▶ [GIVEN DATA]:
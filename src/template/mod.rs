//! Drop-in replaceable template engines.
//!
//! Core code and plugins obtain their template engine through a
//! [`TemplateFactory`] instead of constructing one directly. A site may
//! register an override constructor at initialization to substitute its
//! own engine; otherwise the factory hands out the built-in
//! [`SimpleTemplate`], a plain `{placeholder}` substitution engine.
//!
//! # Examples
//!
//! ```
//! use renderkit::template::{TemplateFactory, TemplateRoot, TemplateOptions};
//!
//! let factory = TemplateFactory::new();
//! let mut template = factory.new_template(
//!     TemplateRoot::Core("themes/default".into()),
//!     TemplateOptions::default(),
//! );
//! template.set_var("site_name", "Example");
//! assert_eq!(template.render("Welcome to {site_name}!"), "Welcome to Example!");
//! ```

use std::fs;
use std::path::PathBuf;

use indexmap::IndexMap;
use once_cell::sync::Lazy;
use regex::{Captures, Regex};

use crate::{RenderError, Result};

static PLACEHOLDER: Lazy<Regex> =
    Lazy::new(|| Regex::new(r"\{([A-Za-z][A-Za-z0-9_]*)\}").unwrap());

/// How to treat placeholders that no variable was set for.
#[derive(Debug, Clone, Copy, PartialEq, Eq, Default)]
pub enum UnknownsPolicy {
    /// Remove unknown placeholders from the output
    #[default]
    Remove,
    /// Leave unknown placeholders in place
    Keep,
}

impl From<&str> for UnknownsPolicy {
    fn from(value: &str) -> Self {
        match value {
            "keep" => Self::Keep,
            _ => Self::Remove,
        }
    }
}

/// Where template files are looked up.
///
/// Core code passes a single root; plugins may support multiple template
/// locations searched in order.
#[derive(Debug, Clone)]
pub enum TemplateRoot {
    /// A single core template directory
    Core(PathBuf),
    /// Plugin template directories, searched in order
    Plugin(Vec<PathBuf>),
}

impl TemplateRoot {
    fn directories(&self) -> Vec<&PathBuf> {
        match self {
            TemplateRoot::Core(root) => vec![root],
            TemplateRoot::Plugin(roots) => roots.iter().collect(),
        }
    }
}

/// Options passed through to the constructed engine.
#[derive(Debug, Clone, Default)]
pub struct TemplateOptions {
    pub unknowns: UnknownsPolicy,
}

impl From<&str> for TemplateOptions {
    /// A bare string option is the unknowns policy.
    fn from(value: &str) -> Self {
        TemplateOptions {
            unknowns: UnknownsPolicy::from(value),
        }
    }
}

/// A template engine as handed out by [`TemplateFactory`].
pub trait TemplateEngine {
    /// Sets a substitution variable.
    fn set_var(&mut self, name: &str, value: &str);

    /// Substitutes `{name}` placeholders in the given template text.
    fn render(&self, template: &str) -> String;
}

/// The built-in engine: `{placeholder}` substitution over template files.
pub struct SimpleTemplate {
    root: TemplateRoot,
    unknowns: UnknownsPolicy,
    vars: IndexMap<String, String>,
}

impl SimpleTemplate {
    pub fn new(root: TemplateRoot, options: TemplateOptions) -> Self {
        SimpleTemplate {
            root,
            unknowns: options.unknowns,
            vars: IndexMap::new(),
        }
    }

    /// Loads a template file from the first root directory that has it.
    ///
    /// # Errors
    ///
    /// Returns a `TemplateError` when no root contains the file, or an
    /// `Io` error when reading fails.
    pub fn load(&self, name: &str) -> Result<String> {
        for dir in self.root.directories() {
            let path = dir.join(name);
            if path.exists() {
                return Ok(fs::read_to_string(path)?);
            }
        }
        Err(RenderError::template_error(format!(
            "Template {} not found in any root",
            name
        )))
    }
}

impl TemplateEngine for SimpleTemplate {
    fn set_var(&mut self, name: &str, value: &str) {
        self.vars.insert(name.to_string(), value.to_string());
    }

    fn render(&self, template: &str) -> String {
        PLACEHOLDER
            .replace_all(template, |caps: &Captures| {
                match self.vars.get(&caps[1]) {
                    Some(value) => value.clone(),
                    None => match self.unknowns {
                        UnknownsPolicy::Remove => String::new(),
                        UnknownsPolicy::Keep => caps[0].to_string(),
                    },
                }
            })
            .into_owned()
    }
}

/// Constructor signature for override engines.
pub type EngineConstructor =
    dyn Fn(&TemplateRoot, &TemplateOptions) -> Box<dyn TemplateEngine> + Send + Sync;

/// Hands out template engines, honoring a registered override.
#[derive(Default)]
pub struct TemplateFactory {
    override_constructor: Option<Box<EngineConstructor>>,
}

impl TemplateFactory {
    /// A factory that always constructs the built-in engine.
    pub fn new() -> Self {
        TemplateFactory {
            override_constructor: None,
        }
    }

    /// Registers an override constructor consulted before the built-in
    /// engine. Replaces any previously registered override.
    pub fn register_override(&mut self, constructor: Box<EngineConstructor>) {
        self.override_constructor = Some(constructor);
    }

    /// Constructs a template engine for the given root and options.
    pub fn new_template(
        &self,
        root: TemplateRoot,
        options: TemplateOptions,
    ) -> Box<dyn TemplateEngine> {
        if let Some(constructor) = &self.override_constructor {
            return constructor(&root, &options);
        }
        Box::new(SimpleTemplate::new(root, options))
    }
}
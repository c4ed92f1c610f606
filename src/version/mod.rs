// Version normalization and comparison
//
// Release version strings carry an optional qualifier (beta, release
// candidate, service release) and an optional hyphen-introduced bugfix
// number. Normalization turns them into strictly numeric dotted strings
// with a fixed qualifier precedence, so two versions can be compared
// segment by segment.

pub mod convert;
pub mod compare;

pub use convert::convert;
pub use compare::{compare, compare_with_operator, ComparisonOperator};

▶ [EXERCISE BRIEF]: In full and without error, transcribe the listing.

▶ [TASK SOLUTION]:
filename src/template/mod.rs
//! Drop-in replaceable template engines.
//!
//! Core code and plugins obtain their template engine through a
//! [`TemplateFactory`] instead of constructing one directly. A site may
//! register an override constructor at initialization to substitute its
//! own engine; otherwise the factory hands out the built-in
//! [`SimpleTemplate`], a plain `{placeholder}` substitution engine.
//!
//! # Examples
//!
//! ```
//! use renderkit::template::{TemplateFactory, TemplateRoot, TemplateOptions};
//!
//! let factory = TemplateFactory::new();
//! let mut template = factory.new_template(
//!     TemplateRoot::Core("themes/default".into()),
//!     TemplateOptions::default(),
//! );
//! template.set_var("site_name", "Example");
//! assert_eq!(template.render("Welcome to {site_name}!"), "Welcome to Example!");
//! ```

use std::fs;
use std::path::PathBuf;

use indexmap::IndexMap;
use once_cell::sync::Lazy;
use regex::{Captures, Regex};

use crate::{RenderError, Result};

static PLACEHOLDER: Lazy<Regex> =
    Lazy::new(|| Regex::new(r"\{([A-Za-z][A-Za-z0-9_]*)\}").unwrap());

/// How to treat placeholders that no variable was set for.
#[derive(Debug, Clone, Copy, PartialEq, Eq, Default)]
pub enum UnknownsPolicy {
    /// Remove unknown placeholders from the output
    #[default]
    Remove,
    /// Leave unknown placeholders in place
    Keep,
}

impl From<&str> for UnknownsPolicy {
    fn from(value: &str) -> Self {
        match value {
            "keep" => Self::Keep,
            _ => Self::Remove,
        }
    }
}

/// Where template files are looked up.
///
/// Core code passes a single root; plugins may support multiple template
/// locations searched in order.
#[derive(Debug, Clone)]
pub enum TemplateRoot {
    /// A single core template directory
    Core(PathBuf),
    /// Plugin template directories, searched in order
    Plugin(Vec<PathBuf>),
}

impl TemplateRoot {
    fn directories(&self) -> Vec<&PathBuf> {
        match self {
            TemplateRoot::Core(root) => vec![root],
            TemplateRoot::Plugin(roots) => roots.iter().collect(),
        }
    }
}

/// Options passed through to the constructed engine.
#[derive(Debug, Clone, Default)]
pub struct TemplateOptions {
    pub unknowns: UnknownsPolicy,
}

impl From<&str> for TemplateOptions {
    /// A bare string option is the unknowns policy.
    fn from(value: &str) -> Self {
        TemplateOptions {
            unknowns: UnknownsPolicy::from(value),
        }
    }
}

/// A template engine as handed out by [`TemplateFactory`].
pub trait TemplateEngine {
    /// Sets a substitution variable.
    fn set_var(&mut self, name: &str, value: &str);

    /// Substitutes `{name}` placeholders in the given template text.
    fn render(&self, template: &str) -> String;
}

/// The built-in engine: `{placeholder}` substitution over template files.
pub struct SimpleTemplate {
    root: TemplateRoot,
    unknowns: UnknownsPolicy,
    vars: IndexMap<String, String>,
}

impl SimpleTemplate {
    pub fn new(root: TemplateRoot, options: TemplateOptions) -> Self {
        SimpleTemplate {
            root,
            unknowns: options.unknowns,
            vars: IndexMap::new(),
        }
    }

    /// Loads a template file from the first root directory that has it.
    ///
    /// # Errors
    ///
    /// Returns a `TemplateError` when no root contains the file, or an
    /// `Io` error when reading fails.
    pub fn load(&self, name: &str) -> Result<String> {
        for dir in self.root.directories() {
            let path = dir.join(name);
            if path.exists() {
                return Ok(fs::read_to_string(path)?);
            }
        }
        Err(RenderError::template_error(format!(
            "Template {} not found in any root",
            name
        )))
    }
}

impl TemplateEngine for SimpleTemplate {
    fn set_var(&mut self, name: &str, value: &str) {
        self.vars.insert(name.to_string(), value.to_string());
    }

    fn render(&self, template: &str) -> String {
        PLACEHOLDER
            .replace_all(template, |caps: &Captures| {
                match self.vars.get(&caps[1]) {
                    Some(value) => value.clone(),
                    None => match self.unknowns {
                        UnknownsPolicy::Remove => String::new(),
                        UnknownsPolicy::Keep => caps[0].to_string(),
                    },
                }
            })
            .into_owned()
    }
}

/// Constructor signature for override engines.
pub type EngineConstructor =
    dyn Fn(&TemplateRoot, &TemplateOptions) -> Box<dyn TemplateEngine> + Send + Sync;

/// Hands out template engines, honoring a registered override.
#[derive(Default)]
pub struct TemplateFactory {
    override_constructor: Option<Box<EngineConstructor>>,
}

impl TemplateFactory {
    /// A factory that always constructs the built-in engine.
    pub fn new() -> Self {
        TemplateFactory {
            override_constructor: None,
        }
    }

    /// Registers an override constructor consulted before the built-in
    /// engine. Replaces any previously registered override.
    pub fn register_override(&mut self, constructor: Box<EngineConstructor>) {
        self.override_constructor = Some(constructor);
    }

    /// Constructs a template engine for the given root and options.
    pub fn new_template(
        &self,
        root: TemplateRoot,
        options: TemplateOptions,
    ) -> Box<dyn TemplateEngine> {
        if let Some(constructor) = &self.override_constructor {
            return constructor(&root, &options);
        }
        Box::new(SimpleTemplate::new(root, options))
    }
}
repository c4ed92f1c610f606
filename src/version/mod.rs
// Version normalization and comparison
//
// Release version strings carry an optional qualifier (beta, release
// candidate, service release) and an optional hyphen-introduced bugfix
// number. Normalization turns them into strictly numeric dotted strings
// with a fixed qualifier precedence, so two versions can be compared
// segment by segment.

pub mod convert;
pub mod compare;

pub use convert::convert;
pub use compare::{compare, compare_with_operator, ComparisonOperator};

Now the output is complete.